Dr. Drew was talking about the mass murder at the movie theater in Aurora Colorado making a very clear case about the dangers of isolating after an event like this.

Drew talked about faith in your higher power, talking to other people and not shutting yourself off.

Dr. Drew: 'Trauma changes our brains'
By Dr. Drew staff
updated 7:04 AM EDT, Tue July 24, 2012
NEED TO KNOW

'If you isolate and sit with your fears … you increase your risk for psychiatric/psychological problems later,' Dr. Drew says

Aurora is bracing for another emotional week as families begin making funeral arrangements for the loves ones they lost in the horrific Colorado theater shooting.

On Monday night, HLN’s Dr. Drew dedicated his entire show to helping people understand how to overcome such distress.

“Trauma changes our brains,” he said. “It changes our brains permanently and that is why we have to have professional intervention. There's healing, but it’s about re-wiring and changing how the brain functions.”
read more here



Isn't it great advice? That's what the civilian world does with traumatic events.

While we see hundreds of reporters show up after something like this, there is also an army of crisis responders rushing out to help. The goal, get people to talk about it so they can begin to heal. Have a conversation with someone that will not judge them so they can talk it out.

Traumatic events are not part of a "normal" life. People are not trained to cope with it especially when it is something like this. Something like this is not personal yet somehow they wonder if it is because of them. Well meaning "friends" will come out with something totally stupid like "God never gives us more than we can handle." as if God not only made them go to that movie, at that time, in that theater and then sent the gunman in to punish them or test them.

God didn't send the murder in. This was not personal. He opened fire on kids, teens, young adults and everyone else he thought may be easy to hit.

Mass murder is not personal. It wasn't personal on 9-11 anymore than it was in Colorado. That may be the hardest thing to overcome. The randomness of the suffering makes people feel very unsafe from that moment on. People will go to the movies and remember what happened just as millions of people around this country went to work in large buildings thinking about the planes that took down other buildings.

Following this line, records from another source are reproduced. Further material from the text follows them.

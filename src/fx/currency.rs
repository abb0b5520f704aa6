// Copyright (c) 2025 Soumyadip Sarkar.
// All rights reserved.
//
// This source code is licensed under the license found in the
// LICENSE file in the root directory of this source tree.

//! Currency codes and their quotation conventions.
//!
//! A code is fiat when it appears in the reference table below and crypto
//! otherwise. The kind decides which way a stored rate is read:
//! fiat rates are units per 1 USD, crypto rates are USD per 1 unit.

use std::collections::HashMap;
use std::fmt;

use once_cell::sync::Lazy;
use regex::Regex;
use rust_decimal::Decimal;
use serde::{Deserialize, Serialize};

use super::error::{FxError, FxResult};

pub const USD: &str = "USD";

/// Reference data for a real-world currency.
#[derive(Debug, Clone, Copy, PartialEq, Eq)]
pub struct FiatInfo {
    pub code: &'static str,
    pub symbols: &'static [&'static str],
    pub decimals: u32,
}

impl FiatInfo {
    pub fn symbol(&self) -> &'static str {
        self.symbols.first().copied().unwrap_or(self.code)
    }
}

macro_rules! fiat {
    ($code:literal, [$($sym:literal),*], $dp:literal) => {
        FiatInfo { code: $code, symbols: &[$($sym),*], decimals: $dp }
    };
}

static FIAT_TABLE: &[FiatInfo] = &[
    fiat!("USD", ["$", "US$"], 2),
    fiat!("EUR", ["€"], 2),
    fiat!("GBP", ["£"], 2),
    fiat!("JPY", ["¥", "円"], 0),
    fiat!("CHF", ["CHF", "Fr."], 2),
    fiat!("CAD", ["C$", "CA$"], 2),
    fiat!("AUD", ["A$", "AU$"], 2),
    fiat!("NZD", ["NZ$"], 2),
    fiat!("CNY", ["¥", "元"], 2),
    fiat!("HKD", ["HK$"], 2),
    fiat!("SGD", ["S$"], 2),
    fiat!("INR", ["₹"], 2),
    fiat!("KRW", ["₩"], 0),
    fiat!("SEK", ["kr"], 2),
    fiat!("NOK", ["kr"], 2),
    fiat!("DKK", ["kr"], 2),
    fiat!("PLN", ["zł"], 2),
    fiat!("CZK", ["Kč"], 2),
    fiat!("HUF", ["Ft"], 2),
    fiat!("TRY", ["₺"], 2),
    fiat!("RUB", ["₽"], 2),
    fiat!("UAH", ["₴"], 2),
    fiat!("ILS", ["₪"], 2),
    fiat!("ZAR", ["R"], 2),
    fiat!("MXN", ["$", "Mex$"], 2),
    fiat!("BRL", ["R$"], 2),
    fiat!("ARS", ["$", "AR$"], 2),
    fiat!("CLP", ["$", "CLP$"], 0),
    fiat!("COP", ["$", "COL$"], 2),
    fiat!("PEN", ["S/"], 2),
    fiat!("UYU", ["$U"], 2),
    fiat!("PYG", ["₲"], 0),
    fiat!("BOB", ["Bs."], 2),
    fiat!("VES", ["Bs.S"], 2),
    fiat!("THB", ["฿"], 2),
    fiat!("IDR", ["Rp"], 2),
    fiat!("MYR", ["RM"], 2),
    fiat!("PHP", ["₱"], 2),
    fiat!("VND", ["₫"], 0),
    fiat!("AED", ["د.إ", "AED"], 2),
    fiat!("SAR", ["﷼", "SAR"], 2),
    fiat!("EGP", ["E£"], 2),
    fiat!("NGN", ["₦"], 2),
    fiat!("KES", ["KSh"], 2),
    fiat!("KWD", ["KD"], 3),
    fiat!("BHD", ["BD"], 3),
];

static FIAT_INDEX: Lazy<HashMap<&'static str, &'static FiatInfo>> =
    Lazy::new(|| FIAT_TABLE.iter().map(|f| (f.code, f)).collect());

static CODE_RE: Lazy<Regex> = Lazy::new(|| {
    Regex::new(r"^[A-Z0-9]{2,10}$").unwrap_or_else(|e| panic!("currency code regex: {e}"))
});

/// Which side of the dollar a currency's rate is quoted from.
#[derive(Debug, Clone, Copy, PartialEq, Eq, Serialize, Deserialize)]
pub enum QuotationConvention {
    /// How many units of this currency buy 1 USD (fiat).
    UnitsPerUsd,
    /// How many USD one unit of this currency is worth (crypto).
    UsdPerUnit,
}

impl QuotationConvention {
    /// Expresses `amount` in USD. Caller guarantees `rate > 0`.
    pub fn to_usd(self, amount: Decimal, rate: Decimal) -> Decimal {
        match self {
            QuotationConvention::UsdPerUnit => amount.checked_mul(rate),
            QuotationConvention::UnitsPerUsd => amount.checked_div(rate),
        }
        .unwrap_or(Decimal::ZERO)
    }

    /// Expresses a USD amount in the quoted currency. Caller guarantees `rate > 0`.
    pub fn from_usd(self, usd: Decimal, rate: Decimal) -> Decimal {
        match self {
            QuotationConvention::UsdPerUnit => usd.checked_div(rate),
            QuotationConvention::UnitsPerUsd => usd.checked_mul(rate),
        }
        .unwrap_or(Decimal::ZERO)
    }

    /// Short unit label for a rate in this convention, e.g. `ARS/USD`.
    pub fn unit_label(self, code: &str) -> String {
        match self {
            QuotationConvention::UnitsPerUsd => format!("{code}/{USD}"),
            QuotationConvention::UsdPerUnit => format!("{USD}/{code}"),
        }
    }
}

#[derive(Debug, Clone, Copy, PartialEq, Eq, Serialize, Deserialize)]
pub enum CurrencyKind {
    Fiat,
    Crypto,
}

/// An uppercase currency identifier.
#[derive(Debug, Clone, PartialEq, Eq, Hash, PartialOrd, Ord, Serialize, Deserialize)]
#[serde(transparent)]
pub struct CurrencyCode(String);

impl CurrencyCode {
    pub fn new(code: impl Into<String>) -> Self {
        Self(code.into().trim().to_uppercase())
    }

    /// Like [`CurrencyCode::new`] but rejects anything that doesn't look like a ticker.
    pub fn parse(code: &str) -> FxResult<Self> {
        let c = Self::new(code);
        if CODE_RE.is_match(&c.0) {
            Ok(c)
        } else {
            Err(FxError::InvalidCurrency(code.to_string()))
        }
    }

    pub fn usd() -> Self {
        Self(USD.to_string())
    }

    pub fn as_str(&self) -> &str {
        &self.0
    }

    pub fn is_usd(&self) -> bool {
        self.0 == USD
    }

    pub fn info(&self) -> Option<&'static FiatInfo> {
        FIAT_INDEX.get(self.0.as_str()).copied()
    }

    pub fn kind(&self) -> CurrencyKind {
        if self.info().is_some() {
            CurrencyKind::Fiat
        } else {
            CurrencyKind::Crypto
        }
    }

    pub fn is_crypto(&self) -> bool {
        self.kind() == CurrencyKind::Crypto
    }

    pub fn quotation_convention(&self) -> QuotationConvention {
        match self.kind() {
            CurrencyKind::Fiat => QuotationConvention::UnitsPerUsd,
            CurrencyKind::Crypto => QuotationConvention::UsdPerUnit,
        }
    }

    /// Digits shown when formatting an amount of this currency.
    pub fn display_decimals(&self) -> u32 {
        self.info().map(|f| f.decimals).unwrap_or(8)
    }

    pub fn symbol(&self) -> &str {
        self.info().map(|f| f.symbol()).unwrap_or(self.0.as_str())
    }
}

impl fmt::Display for CurrencyCode {
    fn fmt(&self, f: &mut fmt::Formatter<'_>) -> fmt::Result {
        f.write_str(&self.0)
    }
}

impl From<&str> for CurrencyCode {
    fn from(s: &str) -> Self {
        Self::new(s)
    }
}

impl Default for CurrencyCode {
    fn default() -> Self {
        Self::usd()
    }
}

#[cfg(test)]
mod tests {
    use super::*;
    use rust_decimal_macros::dec;

    #[test]
    fn fiat_by_table_crypto_by_exclusion() {
        assert_eq!(CurrencyCode::new("ars").kind(), CurrencyKind::Fiat);
        assert_eq!(CurrencyCode::new("BTC").kind(), CurrencyKind::Crypto);
        assert_eq!(CurrencyCode::new("SOMECOIN").kind(), CurrencyKind::Crypto);
        assert!(CurrencyCode::new(" usd ").is_usd());
    }

    #[test]
    fn convention_follows_kind() {
        assert_eq!(
            CurrencyCode::new("EUR").quotation_convention(),
            QuotationConvention::UnitsPerUsd
        );
        assert_eq!(
            CurrencyCode::new("ETH").quotation_convention(),
            QuotationConvention::UsdPerUnit
        );
    }

    #[test]
    fn convention_arithmetic() {
        let fiat = QuotationConvention::UnitsPerUsd;
        let crypto = QuotationConvention::UsdPerUnit;
        assert_eq!(fiat.to_usd(dec!(830), dec!(83)), dec!(10));
        assert_eq!(fiat.from_usd(dec!(10), dec!(83)), dec!(830));
        assert_eq!(crypto.to_usd(dec!(2), dec!(3000)), dec!(6000));
        assert_eq!(crypto.from_usd(dec!(6000), dec!(3000)), dec!(2));
    }

    #[test]
    fn parse_rejects_garbage() {
        assert!(CurrencyCode::parse("usdt").is_ok());
        assert!(CurrencyCode::parse("").is_err());
        assert!(CurrencyCode::parse("U S D").is_err());
        assert!(CurrencyCode::parse("$").is_err());
    }

    #[test]
    fn display_digits() {
        assert_eq!(CurrencyCode::new("JPY").display_decimals(), 0);
        assert_eq!(CurrencyCode::new("KWD").display_decimals(), 3);
        assert_eq!(CurrencyCode::new("BTC").display_decimals(), 8);
        assert_eq!(CurrencyCode::new("GBP").symbol(), "£");
    }
}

With help, the right kind of help, days of normal-ness will take the fear away.

Psychologist say that after trauma there is a 30 day window. If the aftereffects do not get weaker as time passes, then they need to get more help to overcome it. That does not mean that everything inside will "get over it" but just means the trauma won't win. If you need help go for it. Don't listen to anyone saying anything that makes you feel worse afterwards.